== About this exercise ==
Each time a line of the listing holds "canvas", copy that line.

== Given records ==
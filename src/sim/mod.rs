//! Deterministic simulation module
//!
//! All gameplay logic lives here. This module must stay deterministic:
//! - Seeded RNG only (owned by `GameState`)
//! - Stable iteration order (hearts are never removed mid-round)
//! - No rendering or platform dependencies

pub mod flow;
pub mod input;
pub mod state;
pub mod tick;

pub use input::{HeldKeys, MoveInput, TickInput, autopilot_input};
pub use state::{
    Celebration, EndMessage, EndReason, Facing, FloatingHeart, GamePhase, GameState, Heart,
    Overlay, Particle, Player,
};
pub use tick::{age_effects, tick};
//! Game flow controller
//!
//! Start → Play → End, with `paused` and the celebration overlay layered on
//! top. These are the only entry points the page layer calls.

use glam::Vec2;
use rand::Rng;

use super::state::{Celebration, EndMessage, EndReason, GamePhase, GameState, Overlay, Player};
use crate::consts::*;
use crate::world_center;

impl GameState {
    /// Fresh round: score, timer, player and every entity container
    pub fn reset_game(&mut self) {
        self.timer = ROUND_SECONDS;
        self.score = 0;
        self.hearts_collected = 0;
        self.end_reason = None;
        self.celebration = Celebration::default();
        self.player = Player::default();
        self.particles.clear();
        self.floating_hearts.clear();
        self.spawn_hearts();
    }

    /// Start button: reset and begin playing
    pub fn start_game(&mut self) {
        self.reset_game();
        self.phase = GamePhase::Play;
        self.overlay.start_visible = false;
        self.overlay.end_visible = false;
        log::info!("Round started (seed {})", self.seed);
    }

    /// Finish the round and show the score panel
    pub fn end_game(&mut self, reason: EndReason) {
        self.phase = GamePhase::End;
        self.end_reason = Some(reason);
        self.overlay.end_visible = true;
        self.overlay.minimize_visible = true;
        self.overlay.restore_visible = false;
        log::info!(
            "Round over ({:?}): score {}, hearts {}/{}",
            reason,
            self.score,
            self.hearts_collected,
            self.hearts_needed
        );
    }

    /// "Yes" on the end panel. Returns false when ignored (wrong phase or
    /// already celebrating).
    pub fn celebrate(&mut self) -> bool {
        if self.phase != GamePhase::End || self.celebration.active {
            return false;
        }
        self.celebration = Celebration {
            active: true,
            elapsed_ms: 0.0,
        };
        self.overlay.message = EndMessage::Celebration;

        let center = world_center();
        for _ in 0..CELEBRATION_BURSTS {
            let offset = Vec2::new(
                self.rng().random_range(-60.0..60.0),
                self.rng().random_range(-60.0..60.0),
            );
            self.spawn_burst(center + offset);
        }
        for _ in 0..CELEBRATION_HEARTS {
            self.spawn_floating_heart();
        }

        self.overlay.minimize_visible = false;
        self.overlay.restore_visible = true;
        self.overlay.end_visible = false;
        self.paused = true;
        log::info!("Celebration started");
        true
    }

    /// Hide the end panel and freeze the end screen
    pub fn minimize(&mut self) {
        self.overlay.end_visible = false;
        self.overlay.minimize_visible = false;
        self.overlay.restore_visible = true;
        self.paused = true;
    }

    /// Back to the start screen with a fresh round
    pub fn restore(&mut self) {
        self.overlay = Overlay {
            start_visible: true,
            end_visible: false,
            minimize_visible: false,
            restore_visible: false,
            message: EndMessage::Proposal,
        };
        self.paused = false;
        self.reset_game();
        self.phase = GamePhase::Start;
        log::info!("Restored to start screen");
    }

    /// New top-left corner for the dodging "no" button inside its panel
    pub fn dodge_position(&mut self, panel: Vec2, button: Vec2) -> Vec2 {
        let max = (panel - button - Vec2::splat(20.0)).max(Vec2::ZERO);
        let r = Vec2::new(
            self.rng().random_range(0.0..1.0),
            self.rng().random_range(0.0..1.0),
        );
        Vec2::splat(10.0) + r * max
    }
}
//! Crate error type
//!
//! The simulation is infallible; only browser setup and settings parsing fail.

use thiserror::Error;

#[derive(Debug, Error)]
pub enum GameError {
    /// A required DOM element is absent
    #[error("missing element #{0}")]
    MissingElement(String),
    /// The canvas has no 2D context
    #[error("canvas 2d context unavailable")]
    Context,
    /// Settings JSON failed to parse
    #[error("invalid settings: {0}")]
    Settings(#[from] serde_json::Error),
    /// Any other JS exception
    #[error("js error: {0}")]
    Js(String),
}

#[cfg(target_arch = "wasm32")]
impl From<wasm_bindgen::JsValue> for GameError {
    fn from(value: wasm_bindgen::JsValue) -> Self {
        GameError::Js(format!("{value:?}"))
    }
}

#[cfg(target_arch = "wasm32")]
impl From<GameError> for wasm_bindgen::JsValue {
    fn from(err: GameError) -> Self {
        wasm_bindgen::JsValue::from_str(&err.to_string())
    }
}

== Task result ==
    /// The canvas has no 2D context
    #[error("canvas 2d context unavailable")]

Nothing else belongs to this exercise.